The congressional panel overseeing the Troubled Asset Relief Program is asking the government to justify its decision to bail out American International Group Inc.
A TARP Congressional Oversight Panel majority today has released a report that questions why the government is infusing capital into AIG and other financial institutions rather than using the normal liquidation and receivership process already in place.
“Six months into the existence of TARP, evidence of success or failure is mixed,” the panel majority writes.
In addition to drawing on the $700 billion allocated to Treasury under the Emergency Economic Stabilization Act, economic stabilization efforts have depended heavily on the use of the Federal Reserve Board’s balance sheet, the panel majority warns.
“The total value of all direct spending, loans and guarantees provided to date in conjunction with the federal government’s financial stability efforts (including those of the Federal Deposit Insurance Corporation (FDIC) as well as Treasury and the Federal Reserve Board) now exceeds $4 trillion,” the panel majority writes.
The panel majority is highly critical of the government decision not to disclose promptly and in detail payments made to AIG counterparties through government funds.
This decision, the majority says, “has substantially hampered oversight of the TARP program by Congress and, equally important, has impaired the understanding of that program by the American people.”
Meanwhile, TARP subsidies “carry a risk of obscuring true valuations,” the panel majority writes. “They involve the added danger of distorting both specific markets and the larger economy. Subsidization also carries a risk that it will be open-ended, propping up insolvent banks for an extended period and delaying economic recovery.”
The panel majority does not come to conclusions about whether the current approach is appropriate.
“The actions undertaken by Treasury, the Federal Reserve Board and the Federal Deposit Insurance Corporation are unprecedented,” the panel majority writes. “But if the economic crisis is deeper than anticipated, it is possible that Treasury will need to take very different actions in order to restore financial stability.”
By assessing the Treasury Department’s current approach and discussing alternatives, “the Panel hopes to assist Congress and Treasury officials in weighing the available options as the nation grapples with the worst financial crisis it has faced since the Great Depression,” the panel majority writes.
Two members of the panel, former Sen. John Sununu, R-N.H., and Richard Nieman, New York banking superintendent, question in a minority report whether the majority’s decision to outline alternative approaches to dealing with the current economic downturn is appropriate.
They say the “current Treasury strategy aligns with Congressional intent,” and is “reasonable and viable.”
They also argue that, “Restoring financial stability during an emergency takes precedence over other policy goals.”

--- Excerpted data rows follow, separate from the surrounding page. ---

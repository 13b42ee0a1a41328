//! Health checking for worker processes
//!
//! A worker is healthy when its pid-file exists and names a live process.

use crate::config::{Config, MANAGER_NAME};
use crate::error::Result;
use crate::pidfile::{PidFile, PidStatus};
use crate::store::Store;
use crate::supervisor::expected_workers;
use std::path::Path;

/// Result of a health check
#[derive(Debug, Clone, PartialEq)]
pub enum HealthStatus {
    Healthy,
    Unhealthy(UnhealthyReason),
}

/// Reason for unhealthy status
#[derive(Debug, Clone, PartialEq)]
pub enum UnhealthyReason {
    PidFileMissing,
    ProcessDead(u32),
}

impl std::fmt::Display for UnhealthyReason {
    fn fmt(&self, f: &mut std::fmt::Formatter<'_>) -> std::fmt::Result {
        match self {
            UnhealthyReason::PidFileMissing => write!(f, "pid_file_missing"),
            UnhealthyReason::ProcessDead(pid) => write!(f, "process_dead:{}", pid),
        }
    }
}

impl std::fmt::Display for HealthStatus {
    fn fmt(&self, f: &mut std::fmt::Formatter<'_>) -> std::fmt::Result {
        match self {
            HealthStatus::Healthy => write!(f, "healthy"),
            HealthStatus::Unhealthy(reason) => write!(f, "unhealthy ({})", reason),
        }
    }
}

/// Check one daemon by name
pub fn check_worker(pid_dir: &Path, name: &str) -> HealthStatus {
    match PidFile::new(pid_dir, name).status() {
        PidStatus::Live(_) => HealthStatus::Healthy,
        PidStatus::Absent => HealthStatus::Unhealthy(UnhealthyReason::PidFileMissing),
        PidStatus::Stale(pid) => HealthStatus::Unhealthy(UnhealthyReason::ProcessDead(pid)),
    }
}

/// Health of the supervisor and of every worker it should be running
pub fn check_all(config: &Config, store: &Store) -> Result<Vec<(String, HealthStatus)>> {
    let mut names = vec![MANAGER_NAME.to_string()];
    names.extend(expected_workers(store)?.iter().map(|w| w.daemon_name()));

    Ok(names
        .into_iter()
        .map(|name| {
            let status = check_worker(&config.pid_dir, &name);
            (name, status)
        })
        .collect())
}

#[cfg(test)]
mod tests {
    use super::*;
    use tempfile::TempDir;

    #[test]
    fn test_missing_pid_file() {
        let temp_dir = TempDir::new().unwrap();
        assert_eq!(
            check_worker(temp_dir.path(), "sender"),
            HealthStatus::Unhealthy(UnhealthyReason::PidFileMissing)
        );
    }

    #[test]
    fn test_live_process_is_healthy() {
        let temp_dir = TempDir::new().unwrap();
        PidFile::new(temp_dir.path(), "sender")
            .claim(std::process::id())
            .unwrap();
        assert_eq!(check_worker(temp_dir.path(), "sender"), HealthStatus::Healthy);
    }

    #[test]
    fn test_dead_process() {
        let temp_dir = TempDir::new().unwrap();
        std::fs::write(temp_dir.path().join("webhook.pid"), "999999999").unwrap();
        let status = check_worker(temp_dir.path(), "webhook");
        assert_eq!(
            status,
            HealthStatus::Unhealthy(UnhealthyReason::ProcessDead(999_999_999))
        );
        assert_eq!(status.to_string(), "unhealthy (process_dead:999999999)");
    }

    #[test]
    fn test_check_all_covers_expected_workers() {
        let temp_dir = TempDir::new().unwrap();
        let config = Config::for_test(temp_dir.path());
        let store = Store::open_in_memory().unwrap();
        store.insert_phone("+33612345678", "test", "{}").unwrap();
        std::fs::create_dir_all(&config.pid_dir).unwrap();
        PidFile::new(&config.pid_dir, "manager")
            .claim(std::process::id())
            .unwrap();

        let report = check_all(&config, &store).unwrap();
        let names: Vec<&str> = report.iter().map(|(n, _)| n.as_str()).collect();
        assert_eq!(names, vec!["manager", "sender", "webhook", "phone-+33612345678"]);
        assert_eq!(report[0].1, HealthStatus::Healthy);
        assert!(matches!(report[3].1, HealthStatus::Unhealthy(_)));
    }
}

Sununu and Nieman say they are “concerned that the prominence of alternate approaches presented in the report, particularly reorganization through nationalization, could incorrectly imply both that the banking system is insolvent and that the new Administration does not have a workable plan.”
“The stakes for the American people are too high to permit any such misapprehensions to develop and intrude on successful outcomes that affect our national financial security,” Sununu and Nieman write.
In a March 24 letter sent to Treasury Secretary Timothy Geithner, Elizabeth Warren, a Harvard professor who is serving as chairman of the Oversight Panel, asks for information from Treasury and the Federal Reserve Board about “a number of points related to AIG.”
These include how the assistance was requested and need was analyzed, the assessment of risk to the national and international financial system, any conditions placed on the assistance, and information about counterparties and credit default swaps.
“The panel is particularly concerned that the opaque nature of the relationship among AIG, its counterparties, Treasury, and the Federal Reserve Banks, particularly the Federal Reserve Bank of New York, has substantially hampered oversight of the TARP program by Congress and, equally important, has impaired the understanding of that program by the American people,” Warren adds.
In related news, the TARP special inspector general says he is conducting an audit of the decision by federal regulators to allow AIG officials last fall to pay off counterparties to its derivatives in full, instead of negotiating a settlement that involved the counterparties receiving less than full payment.
Neil Barofsky, the special inspector general, discloses the plans in an April 2 letter to Rep. Elijah Cummings, D-Md. Barofsky says the audit was being launched at the request of Cummings and 26 other members of Congress.